D-30A / 2A18M
|Manufacturer:||PJSC Plant No.9|
|Product type:||Weapons & Weapon Systems|
Designed to defeat unsheltered and covered manpower, weapons and equipment of the enemy at the forward edge of the battle area and to the regiment mission depth. The howitzer is mounted on a three-trail carriage with all-round traverse. To the raise the wheels clear of the ground, a hydraulic jack with baseplate is used. Loaded manually.
- It is one of the most widespread guns all over the world. There are about 3600 units in 35 countries excluding the CIS countries.
- It is the reliable and effective means of defence and tested by battle usage
- It is possible to deliver the 2A18M-1 version with the semi-automatic rammer.
- To increase survivability the bore can be chromium-plated at customer request.
The towed 122 mm howitzer D-30 entered service with the former Soviet Army in the early 1960s as the replacement for the towed 122 mm howitzer M1938 (M-30).
The 122 mm howitzer D-30 was designed by the F F Petrov design bureau at Artillery Plant No.9 in Sverdlovsk. The main improvements over the earlier weapon are increased range and the ability to rapidly traverse the weapon through 360°. This allows the D-30 to engage new targets much quicker than a normal towed artillery system.
Late production models of the D-30 are designated the D-30M and have a number of modifications including a new double-baffle muzzle brake, a new central baseplate which is square rather than round and a towing lunette assembly. It also features modifications to its cradle, carriage and recoil system.

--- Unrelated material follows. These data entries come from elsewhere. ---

//! The seam between the client and whatever carries payloads to the engine.
//!
//! A transport is an ordered, reliable, duplex stream of JSON payloads. It is
//! split once into a [`TransportSink`], owned by the client's writer task, and
//! a [`TransportSource`], owned by its reader task, so that a stalled outbound
//! path never holds up inbound delivery.

mod channel;

use async_trait::async_trait;
use serde_json::Value;

pub use crate::error::TransportError;
pub use channel::{ChannelSink, ChannelSource, ChannelTransport, EngineHandle, channel};

/// Outbound half of a transport.
#[async_trait]
pub trait TransportSink: Send + 'static {
    /// Sends one payload. Payloads are delivered in the order they are sent.
    async fn send(&mut self, payload: Value) -> Result<(), TransportError>;

    /// Flushes and shuts down the outbound direction.
    async fn close(&mut self) -> Result<(), TransportError> {
        Ok(())
    }
}

/// Inbound half of a transport.
#[async_trait]
pub trait TransportSource: Send + 'static {
    /// Receives the next payload, or `None` once the engine has closed the
    /// stream cleanly.
    async fn recv(&mut self) -> Result<Option<Value>, TransportError>;
}

/// A duplex connection to an engine.
pub trait Transport: Send + 'static {
    type Sink: TransportSink;
    type Source: TransportSource;

    fn split(self) -> (Self::Sink, Self::Source);
}
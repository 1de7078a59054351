use super::{
    AuthorizationState, Chat, Chats, Error, File, Message, Messages, OptionValue, Text, Update,
    Updates, User, Users,
};

crate::td_union! {
    /// Any object the engine may send unprompted or in answer to a request.
    ///
    /// Uncorrelated inbound payloads are decoded as `Object`; a payload whose
    /// `@type` is not covered here is reported as an unknown tag.
    pub enum Object {
        Ok(super::Ok),
        Error(Error),
        Text(Text),
        User(User),
        Users(Users),
        Chat(Chat),
        Chats(Chats),
        Message(Message),
        Messages(Messages),
        File(File),
        OptionValue(OptionValue),
        AuthorizationState(AuthorizationState),
        Update(Update),
        Updates(Updates),
    }
}

impl Object {
    pub fn is_update(&self) -> bool {
        matches!(self, Object::Update(_))
    }

    pub fn as_update(&self) -> Option<&Update> {
        match self {
            Object::Update(update) => Some(update),
            _ => None,
        }
    }

    pub fn into_update(self) -> Option<Update> {
        match self {
            Object::Update(update) => Some(update),
            _ => None,
        }
    }
}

As it is ballistically the same as the earlier D-30 it has the same range and capabilities.
The 122 mm howitzer D-30 is towed muzzle first and on arrival at the battery position the crew first unlock the barrel travelling lock which then folds back onto the central trail. The firing jack under the carriage is then lowered, raising the wheels clear of the ground. The two outer trails are each spread through 120° and the firing jack is raised until all three trail ends are on the ground, when they are staked into position. The lunette is mounted either under the muzzle brake or on the barrel just to the rear of the muzzle brake. In either case it is normally swung through 180° so that it lies under the barrel before firing begins.

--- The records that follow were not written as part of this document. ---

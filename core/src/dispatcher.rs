//! Fan-out of uncorrelated inbound objects to subscribers.
//!
//! Objects are delivered in arrival order to every subscriber whose filter
//! accepts them. Each subscriber has its own bounded buffer; what happens when
//! it fills up is decided once, by the [`OverflowPolicy`] the dispatcher was
//! built with.

use std::{
    collections::VecDeque,
    fmt,
    pin::Pin,
    sync::{
        Arc, Mutex, MutexGuard,
        atomic::{AtomicU64, Ordering},
    },
    task::{Context, Poll, Waker},
};

use futures::Stream;
use serde::{Deserialize, Serialize};
use tokio::sync::Notify;

use crate::{codec::TdType, types::Object};

/// What the dispatcher does when a subscriber's buffer is full.
#[derive(Debug, Clone, Copy, Default, PartialEq, Eq, Serialize, Deserialize)]
#[serde(rename_all = "snake_case")]
pub enum OverflowPolicy {
    /// Discard the oldest buffered object. Never slows down the reader.
    #[default]
    DropOldest,
    /// Wait for the subscriber to make room, which pauses reading from the
    /// transport.
    Backpressure,
}

/// Selects which objects a subscription receives.
#[derive(Clone, Default)]
pub enum Filter {
    #[default]
    All,
    /// Objects whose `@type` is one of these.
    Tags(Vec<String>),
    Predicate(Arc<dyn Fn(&Object) -> bool + Send + Sync>),
}

impl Filter {
    pub fn tags<I, S>(tags: I) -> Self
    where
        I: IntoIterator<Item = S>,
        S: Into<String>,
    {
        Filter::Tags(tags.into_iter().map(Into::into).collect())
    }

    pub fn predicate(f: impl Fn(&Object) -> bool + Send + Sync + 'static) -> Self {
        Filter::Predicate(Arc::new(f))
    }

    /// Only push updates, skipping unsolicited non-update objects.
    pub fn updates() -> Self {
        Filter::predicate(Object::is_update)
    }

    pub fn matches(&self, object: &Object) -> bool {
        match self {
            Filter::All => true,
            Filter::Tags(tags) => {
                let tag = object.tag();
                tags.iter().any(|t| t == tag)
            }
            Filter::Predicate(f) => f(object),
        }
    }
}

impl fmt::Debug for Filter {
    fn fmt(&self, f: &mut fmt::Formatter<'_>) -> fmt::Result {
        match self {
            Filter::All => f.write_str("All"),
            Filter::Tags(tags) => f.debug_tuple("Tags").field(tags).finish(),
            Filter::Predicate(_) => f.write_str("Predicate(..)"),
        }
    }
}

struct QueueState {
    items: VecDeque<Object>,
    waker: Option<Waker>,
    // Closed by the dispatcher: drain what is buffered, then end.
    ended: bool,
    // Unsubscribed: nothing more is delivered, buffered items included.
    detached: bool,
}

struct Queue {
    id: u64,
    filter: Filter,
    capacity: usize,
    state: Mutex<QueueState>,
    // Signalled whenever the subscriber takes an item or detaches.
    space: Notify,
    dropped: AtomicU64,
}

impl Queue {
    fn lock(&self) -> MutexGuard<'_, QueueState> {
        self.state.lock().unwrap_or_else(|poisoned| poisoned.into_inner())
    }

    fn end(&self) {
        let mut state = self.lock();
        state.ended = true;
        if let Some(waker) = state.waker.take() {
            waker.wake();
        }
    }

    fn detach(&self) {
        let mut state = self.lock();
        state.detached = true;
        state.items.clear();
        if let Some(waker) = state.waker.take() {
            waker.wake();
        }
        drop(state);
        self.space.notify_waiters();
    }
}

Fire-control instruments include a Type PG-1M panoramic sight, Type OP4M-45 telescopic sight and a Type K-1 collimator.
An unusual feature of the D-30 is that the recoil system is mounted over the barrel, which is designated the 2A18. Some of the projectiles fired by the D-30 are interchangeable with those fired by the 122 mm howitzer M1938 (M-30) but the D-30 also fires a HEAT (High Explosive Anti-Tank) projectile of the non-rotating fin-stabilised type.
NORINCO of China has developed a new family of ammunition which can be fired by the Russian-built 122 mm D-30 or the Chinese version, brief details of these are given in the entry for the Chinese version of the 122 mm D-30.
The main armament of the Russian 122 mm self-propelled howitzer 2S1 is based on the ordnance of the D-30.
The D-30 is also produced in China (see separate entry), Croatia (marketed by RH ALAN under the designation of the 122 mm howitzer D-30 HR M94), Egypt (covered in a separate entry), Iraq (called the Saddam), Iran (Shafie D-30 1) and Serbia (122 mm howitzer D-30J).
Russia now has available an upgrade package for the 122 mm D-30 which enables it to be towed at higher speeds, improving its reliability and enabling it to come into action more quickly.
This is also referred to as the 2A18M and has a number of minor improvements including a new cradle and modified recoil system. It also features a new muzzle brake.
This has been developed by the now BAE Systems, Ground Systems of the US and consists of a modified 155 mm M109 self-propelled howitzer/M992 Field Artillery Ammunition Support Vehicle (FAASV) chassis with a fully enclosed superstructure at the rear in which is mounted the complete upper carriage of the Egyptian-built D-30 towed howitzer. Details of this system are given in a separate entry. So far the Egyptian Army has taken delivery of a total of 124 systems.
For several years China has been manufacturing their own version of the Russian 122 mm D-30 and this is known to have been exported to Pakistan who took delivery of 80 units in 2003 followed by an additional 63 units in 2004. Details of the Chinese version of the Russian D-30 are provided in a separate entry.